During her time at the institution, Genaille says she was confined to her bed and subjected to shock treatments.
“You see these things, they stay with you for your lifetime,” she said.
“I was hooked up to these machines, and I used to remember how much power went into my system. It was so powerful that my fingers started twisting sideways. There were doctors all around me, watching.”
“It has affected my life; it has affected how I raised my children; it affected how to behave as a neighbour, a friend,” she said.
Genaille is one of more than 100,000 Indigenous people who were forced to go to 33 federally operated Indian Hospitals between 1936 and 1981. Six of them were in Manitoba.

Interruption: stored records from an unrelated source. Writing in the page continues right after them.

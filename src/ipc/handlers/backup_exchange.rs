use crate::backup;
use crate::db;
use crate::ipc::error::{err, ok};
use crate::ipc::helpers::{get_required_str, with_db, HandlerErr};
use crate::ipc::types::{AppState, Request};
use crate::scoring::{compute_result_summary, SubjectMark};
use rusqlite::{Connection, OptionalExtension};
use serde_json::json;
use std::io::Write;
use std::path::PathBuf;

fn csv_quote(s: &str) -> String {
    if s.contains(',') || s.contains('"') || s.contains('\n') || s.contains('\r') {
        format!("\"{}\"", s.replace('"', "\"\""))
    } else {
        s.to_string()
    }
}

fn workspace_param(
    state: &AppState,
    params: &serde_json::Value,
) -> Result<PathBuf, HandlerErr> {
    if let Some(p) = params.get("workspacePath").and_then(|v| v.as_str()) {
        return Ok(PathBuf::from(p));
    }
    state
        .workspace
        .clone()
        .ok_or_else(|| HandlerErr::new("no_workspace", "select a workspace first"))
}

fn handle_backup_export(state: &mut AppState, req: &Request) -> serde_json::Value {
    let workspace = match workspace_param(state, &req.params) {
        Ok(v) => v,
        Err(e) => return e.response(&req.id),
    };
    let out_path = match get_required_str(&req.params, "outPath") {
        Ok(v) => PathBuf::from(v),
        Err(e) => return e.response(&req.id),
    };

    match backup::export_workspace_bundle(&workspace, &out_path) {
        Ok(summary) => ok(
            &req.id,
            json!({
                "bundleFormat": summary.bundle_format,
                "entryCount": summary.entry_count,
                "dbSha256": summary.db_sha256,
                "outPath": out_path.to_string_lossy()
            }),
        ),
        Err(e) => err(&req.id, "export_failed", format!("{e:#}"), None),
    }
}

fn handle_backup_import(state: &mut AppState, req: &Request) -> serde_json::Value {
    let workspace = match workspace_param(state, &req.params) {
        Ok(v) => v,
        Err(e) => return e.response(&req.id),
    };
    let in_path = match get_required_str(&req.params, "inPath") {
        Ok(v) => PathBuf::from(v),
        Err(e) => return e.response(&req.id),
    };

    // Release the handle on the database we are about to replace.
    if state.workspace.as_deref() == Some(workspace.as_path()) {
        state.db = None;
    }

    let summary = match backup::import_workspace_bundle(&in_path, &workspace) {
        Ok(v) => v,
        Err(e) => return err(&req.id, "import_failed", format!("{e:#}"), None),
    };

    match db::open_db(&workspace) {
        Ok(conn) => {
            state.workspace = Some(workspace.clone());
            state.db = Some(conn);
            ok(
                &req.id,
                json!({
                    "bundleFormatDetected": summary.bundle_format_detected,
                    "workspacePath": workspace.to_string_lossy()
                }),
            )
        }
        Err(e) => err(&req.id, "db_open_failed", format!("{e:?}"), None),
    }
}

fn exchange_export_results_csv(
    conn: &Connection,
    params: &serde_json::Value,
) -> Result<serde_json::Value, HandlerErr> {
    let standard = get_required_str(params, "standard")?;
    let exam_name = get_required_str(params, "examName")?;
    let out_path = PathBuf::from(get_required_str(params, "outPath")?);

    let mut students_stmt = conn
        .prepare(
            "SELECT id, gr_number, last_name, first_name
             FROM students
             WHERE standard = ?
             ORDER BY sort_order",
        )
        .map_err(|e| HandlerErr::new("db_query_failed", e.to_string()))?;
    let students = students_stmt
        .query_map([&standard], |r| {
            Ok((
                r.get::<_, String>(0)?,
                r.get::<_, String>(1)?,
                r.get::<_, String>(2)?,
                r.get::<_, String>(3)?,
            ))
        })
        .and_then(|it| it.collect::<Result<Vec<_>, _>>())
        .map_err(|e| HandlerErr::new("db_query_failed", e.to_string()))?;

    let mut subjects_stmt = conn
        .prepare(
            "SELECT name, obtained_marks, max_marks
             FROM result_subjects
             WHERE result_id = ?
             ORDER BY sort_order",
        )
        .map_err(|e| HandlerErr::new("db_query_failed", e.to_string()))?;

    let mut csv = String::from(
        "grNumber,student,examName,subject,obtainedMarks,maxMarks,totalObtained,totalMax,percentage,grade\n",
    );
    let mut row_count = 0_usize;
    let mut skipped = 0_usize;

    for (student_id, gr_number, last_name, first_name) in students {
        let result_id: Option<String> = conn
            .query_row(
                "SELECT id FROM results WHERE student_id = ? AND exam_name = ?",
                (&student_id, &exam_name),
                |r| r.get(0),
            )
            .optional()
            .map_err(|e| HandlerErr::new("db_query_failed", e.to_string()))?;
        let Some(result_id) = result_id else {
            continue;
        };

        let rows = subjects_stmt
            .query_map([&result_id], |r| {
                Ok((
                    r.get::<_, String>(0)?,
                    r.get::<_, f64>(1)?,
                    r.get::<_, f64>(2)?,
                ))
            })
            .and_then(|it| it.collect::<Result<Vec<_>, _>>())
            .map_err(|e| HandlerErr::new("db_query_failed", e.to_string()))?;

        let marks: Vec<SubjectMark> = rows
            .iter()
            .map(|(name, obtained, max)| SubjectMark {
                name: name.clone(),
                obtained_marks: *obtained,
                max_marks: Some(*max),
            })
            .collect();
        let summary = match compute_result_summary(&marks) {
            Ok(v) => v,
            Err(_) => {
                // Rows that no longer validate are left out rather than
                // exported with a made-up score.
                skipped += 1;
                continue;
            }
        };

        let display_name = format!("{}, {}", last_name, first_name);
        for (name, obtained, max) in &rows {
            csv.push_str(&format!(
                "{},{},{},{},{},{},{},{},{:.2},{}\n",
                csv_quote(&gr_number),
                csv_quote(&display_name),
                csv_quote(&exam_name),
                csv_quote(name),
                obtained,
                max,
                summary.total_obtained,
                summary.total_max,
                summary.percentage,
                summary.grade.as_str()
            ));
            row_count += 1;
        }
    }

    if let Some(parent) = out_path.parent() {
        std::fs::create_dir_all(parent)
            .map_err(|e| HandlerErr::new("export_failed", e.to_string()))?;
    }
    let mut f = std::fs::File::create(&out_path)
        .map_err(|e| HandlerErr::new("export_failed", e.to_string()))?;
    f.write_all(csv.as_bytes())
        .map_err(|e| HandlerErr::new("export_failed", e.to_string()))?;

    Ok(json!({
        "outPath": out_path.to_string_lossy(),
        "rowCount": row_count,
        "skippedStudents": skipped
    }))
}

pub fn try_handle(state: &mut AppState, req: &Request) -> Option<serde_json::Value> {
    match req.method.as_str() {
        "backup.exportWorkspaceBundle" => Some(handle_backup_export(state, req)),
        "backup.importWorkspaceBundle" => Some(handle_backup_import(state, req)),
        "exchange.exportResultsCsv" => Some(with_db(state, req, exchange_export_results_csv)),
        _ => None,
    }
}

Mary Florence Genaille Mary Florence Genaille spent several years inside a Manitoba federally-operated Indian Hospital. Supplied photo.

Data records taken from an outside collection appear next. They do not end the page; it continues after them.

use crate::ipc::helpers::{
    get_opt_bool, get_opt_str, get_required_str, now_rfc3339, with_db, HandlerErr,
};
use crate::ipc::types::{AppState, Request};
use rusqlite::{Connection, OptionalExtension};
use serde_json::json;
use uuid::Uuid;

fn student_json(row: &rusqlite::Row<'_>) -> rusqlite::Result<serde_json::Value> {
    let id: String = row.get(0)?;
    let gr_number: String = row.get(1)?;
    let first_name: String = row.get(2)?;
    let last_name: String = row.get(3)?;
    let standard: String = row.get(4)?;
    let roll_no: Option<String> = row.get(5)?;
    let guardian_name: Option<String> = row.get(6)?;
    let phone: Option<String> = row.get(7)?;
    let active: i64 = row.get(8)?;
    let sort_order: i64 = row.get(9)?;
    Ok(json!({
        "id": id,
        "grNumber": gr_number,
        "firstName": first_name,
        "lastName": last_name,
        "displayName": format!("{}, {}", last_name, first_name),
        "standard": standard,
        "rollNo": roll_no,
        "guardianName": guardian_name,
        "phone": phone,
        "active": active != 0,
        "sortOrder": sort_order
    }))
}

const STUDENT_COLUMNS: &str = "id, gr_number, first_name, last_name, standard, roll_no, guardian_name, phone, active, sort_order";

fn gr_number_taken(
    conn: &Connection,
    gr_number: &str,
    exclude_id: Option<&str>,
) -> Result<bool, HandlerErr> {
    let existing: Option<String> = conn
        .query_row(
            "SELECT id FROM students WHERE gr_number = ?",
            [gr_number],
            |r| r.get(0),
        )
        .optional()
        .map_err(|e| HandlerErr::new("db_query_failed", e.to_string()))?;
    Ok(match existing {
        Some(id) => exclude_id != Some(id.as_str()),
        None => false,
    })
}

fn students_list(
    conn: &Connection,
    params: &serde_json::Value,
) -> Result<serde_json::Value, HandlerErr> {
    let standard = get_opt_str(params, "standard")?;

    let (sql, bind): (String, Vec<String>) = match &standard {
        Some(s) => (
            format!(
                "SELECT {} FROM students WHERE standard = ? ORDER BY sort_order",
                STUDENT_COLUMNS
            ),
            vec![s.clone()],
        ),
        None => (
            format!(
                "SELECT {} FROM students ORDER BY standard, sort_order",
                STUDENT_COLUMNS
            ),
            vec![],
        ),
    };

    let mut stmt = conn
        .prepare(&sql)
        .map_err(|e| HandlerErr::new("db_query_failed", e.to_string()))?;
    let students = stmt
        .query_map(rusqlite::params_from_iter(bind), student_json)
        .and_then(|it| it.collect::<Result<Vec<_>, _>>())
        .map_err(|e| HandlerErr::new("db_query_failed", e.to_string()))?;

    Ok(json!({ "students": students }))
}

fn students_create(
    conn: &Connection,
    params: &serde_json::Value,
) -> Result<serde_json::Value, HandlerErr> {
    let gr_number = get_required_str(params, "grNumber")?.trim().to_string();
    let first_name = get_required_str(params, "firstName")?.trim().to_string();
    let last_name = get_required_str(params, "lastName")?.trim().to_string();
    let standard = get_required_str(params, "standard")?.trim().to_string();
    if gr_number.is_empty() || first_name.is_empty() || last_name.is_empty() || standard.is_empty()
    {
        return Err(HandlerErr::new(
            "bad_params",
            "grNumber, firstName, lastName, and standard must not be empty",
        ));
    }
    let roll_no = get_opt_str(params, "rollNo")?;
    let guardian_name = get_opt_str(params, "guardianName")?;
    let phone = get_opt_str(params, "phone")?;
    let active = get_opt_bool(params, "active", true)?;

    if gr_number_taken(conn, &gr_number, None)? {
        return Err(HandlerErr::with_details(
            "duplicate_gr_number",
            format!("GR number {} is already registered", gr_number),
            json!({ "grNumber": gr_number }),
        ));
    }

    let sort_order: i64 = conn
        .query_row(
            "SELECT COALESCE(MAX(sort_order) + 1, 0) FROM students WHERE standard = ?",
            [&standard],
            |r| r.get(0),
        )
        .map_err(|e| HandlerErr::new("db_query_failed", e.to_string()))?;

    let student_id = Uuid::new_v4().to_string();
    conn.execute(
        "INSERT INTO students(id, gr_number, first_name, last_name, standard, roll_no, guardian_name, phone, active, sort_order, updated_at)
         VALUES(?, ?, ?, ?, ?, ?, ?, ?, ?, ?, ?)",
        (
            &student_id,
            &gr_number,
            &first_name,
            &last_name,
            &standard,
            &roll_no,
            &guardian_name,
            &phone,
            active as i64,
            sort_order,
            now_rfc3339(),
        ),
    )
    .map_err(|e| {
        HandlerErr::with_details("db_insert_failed", e.to_string(), json!({ "table": "students" }))
    })?;

    Ok(json!({ "studentId": student_id, "grNumber": gr_number }))
}

fn students_update(
    conn: &Connection,
    params: &serde_json::Value,
) -> Result<serde_json::Value, HandlerErr> {
    let student_id = get_required_str(params, "studentId")?;
    let Some(patch) = params.get("patch") else {
        return Err(HandlerErr::new("bad_params", "missing patch"));
    };
    if !patch.is_object() {
        return Err(HandlerErr::new("bad_params", "patch must be an object"));
    }

    let row = conn
        .query_row(
            &format!("SELECT {} FROM students WHERE id = ?", STUDENT_COLUMNS),
            [&student_id],
            |r| {
                Ok((
                    r.get::<_, String>(1)?,
                    r.get::<_, String>(2)?,
                    r.get::<_, String>(3)?,
                    r.get::<_, String>(4)?,
                    r.get::<_, Option<String>>(5)?,
                    r.get::<_, Option<String>>(6)?,
                    r.get::<_, Option<String>>(7)?,
                    r.get::<_, i64>(8)?,
                ))
            },
        )
        .optional()
        .map_err(|e| HandlerErr::new("db_query_failed", e.to_string()))?;
    let Some((
        mut gr_number,
        mut first_name,
        mut last_name,
        mut standard,
        mut roll_no,
        mut guardian_name,
        mut phone,
        mut active,
    )) = row
    else {
        return Err(HandlerErr::new("not_found", "student not found"));
    };

    if let Some(v) = get_opt_str(patch, "grNumber")? {
        gr_number = v.trim().to_string();
    }
    if let Some(v) = get_opt_str(patch, "firstName")? {
        first_name = v.trim().to_string();
    }
    if let Some(v) = get_opt_str(patch, "lastName")? {
        last_name = v.trim().to_string();
    }
    if let Some(v) = get_opt_str(patch, "standard")? {
        standard = v.trim().to_string();
    }
    if patch.get("rollNo").is_some() {
        roll_no = get_opt_str(patch, "rollNo")?;
    }
    if patch.get("guardianName").is_some() {
        guardian_name = get_opt_str(patch, "guardianName")?;
    }
    if patch.get("phone").is_some() {
        phone = get_opt_str(patch, "phone")?;
    }
    if let Some(v) = patch.get("active") {
        if !v.is_null() {
            active = v
                .as_bool()
                .ok_or_else(|| HandlerErr::new("bad_params", "active must be a boolean"))?
                as i64;
        }
    }

    if gr_number.is_empty() || first_name.is_empty() || last_name.is_empty() || standard.is_empty()
    {
        return Err(HandlerErr::new(
            "bad_params",
            "grNumber, firstName, lastName, and standard must not be empty",
        ));
    }
    if gr_number_taken(conn, &gr_number, Some(&student_id))? {
        return Err(HandlerErr::with_details(
            "duplicate_gr_number",
            format!("GR number {} is already registered", gr_number),
            json!({ "grNumber": gr_number }),
        ));
    }

    conn.execute(
        "UPDATE students
         SET gr_number = ?, first_name = ?, last_name = ?, standard = ?, roll_no = ?, guardian_name = ?, phone = ?, active = ?, updated_at = ?
         WHERE id = ?",
        (
            &gr_number,
            &first_name,
            &last_name,
            &standard,
            &roll_no,
            &guardian_name,
            &phone,
            active,
            now_rfc3339(),
            &student_id,
        ),
    )
    .map_err(|e| {
        HandlerErr::with_details("db_update_failed", e.to_string(), json!({ "table": "students" }))
    })?;

    Ok(json!({ "ok": true }))
}

fn students_delete(
    conn: &Connection,
    params: &serde_json::Value,
) -> Result<serde_json::Value, HandlerErr> {
    let student_id = get_required_str(params, "studentId")?;

    let exists: Option<i64> = conn
        .query_row("SELECT 1 FROM students WHERE id = ?", [&student_id], |r| {
            r.get(0)
        })
        .optional()
        .map_err(|e| HandlerErr::new("db_query_failed", e.to_string()))?;
    if exists.is_none() {
        return Err(HandlerErr::new("not_found", "student not found"));
    }

    let tx = conn
        .unchecked_transaction()
        .map_err(|e| HandlerErr::new("db_tx_failed", e.to_string()))?;

    // Explicitly delete in dependency order (no ON DELETE CASCADE).
    tx.execute(
        "DELETE FROM result_subjects
         WHERE result_id IN (SELECT id FROM results WHERE student_id = ?)",
        [&student_id],
    )
    .map_err(|e| {
        HandlerErr::with_details(
            "db_delete_failed",
            e.to_string(),
            json!({ "table": "result_subjects" }),
        )
    })?;
    tx.execute("DELETE FROM results WHERE student_id = ?", [&student_id])
        .map_err(|e| {
            HandlerErr::with_details("db_delete_failed", e.to_string(), json!({ "table": "results" }))
        })?;
    tx.execute(
        "DELETE FROM attendance_days WHERE student_id = ?",
        [&student_id],
    )
    .map_err(|e| {
        HandlerErr::with_details(
            "db_delete_failed",
            e.to_string(),
            json!({ "table": "attendance_days" }),
        )
    })?;
    tx.execute("DELETE FROM students WHERE id = ?", [&student_id])
        .map_err(|e| {
            HandlerErr::with_details("db_delete_failed", e.to_string(), json!({ "table": "students" }))
        })?;

    tx.commit()
        .map_err(|e| HandlerErr::new("db_commit_failed", e.to_string()))?;

    Ok(json!({ "ok": true }))
}

fn students_lookup_by_gr(
    conn: &Connection,
    params: &serde_json::Value,
) -> Result<serde_json::Value, HandlerErr> {
    let gr_number = get_required_str(params, "grNumber")?.trim().to_string();

    let student = conn
        .query_row(
            &format!("SELECT {} FROM students WHERE gr_number = ?", STUDENT_COLUMNS),
            [&gr_number],
            student_json,
        )
        .optional()
        .map_err(|e| HandlerErr::new("db_query_failed", e.to_string()))?;

    match student {
        Some(s) => Ok(json!({ "student": s })),
        None => Err(HandlerErr::with_details(
            "not_found",
            format!("no student registered under GR number {}", gr_number),
            json!({ "grNumber": gr_number }),
        )),
    }
}

pub fn try_handle(state: &mut AppState, req: &Request) -> Option<serde_json::Value> {
    match req.method.as_str() {
        "students.list" => Some(with_db(state, req, students_list)),
        "students.create" => Some(with_db(state, req, students_create)),
        "students.update" => Some(with_db(state, req, students_update)),
        "students.delete" => Some(with_db(state, req, students_delete)),
        "students.lookupByGr" => Some(with_db(state, req, students_lookup_by_gr)),
        _ => None,
    }
}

The institutions were created to address high rates of tuberculosis among Indigenous Peoples.
“These were federally-run, racially segregated Indian Hospitals,” said Sean Carleton, a historian and Indigenous studies scholar at the University of Manitoba.
“There were a lot of problematic aspects of these institutions. Many survivors felt it wasn’t care they were receiving, but rather another prong of the federal government’s attempts to assimilate Indigenous people,” he said.
Mary Jane McCallum is a history professor at the University of Winnipeg, and has been studying these facilities for well over a decade. She says these hospitals are significant to the history of Manitoba and Canada.
“In my experience almost every Indigenous family in Manitoba has a harrowing story about at least one family member sent to an Indian hospital,” she said. “Moreover, Indian hospitals play a central role in the development of our health systems, persistent health disparities, and systemic racism in health care today.”
In 2018, former patients launched a class-action lawsuit against the federal government, alleging abuse and unfair treatment.
The case ultimately led to a settlement that makes survivors eligible for compensation ranging from $10,000 to as much as $200,000, depending on the severity of their experiences.
The claim process for survivors to apply for the compensation is now open.
“It will vary with the experience what any claimant suffered,” said Doug Lennox, a lawyer involved in the settlement. “Claimants will need to provide some evidence and testimony as to what happened to them so the claims administrator can assess it.”
Class members have until July 2028 to submit a claim. The estates of class members who died after January 2016 are also eligible.
For Genaille, the compensation is welcome news, and a step in the right direction, but doesn’t take away the pain she endured at the facility in Brandon.
“It’s just such a painful thing to have lived through,” she said. “And I know there are a lot of people who have lived through it.”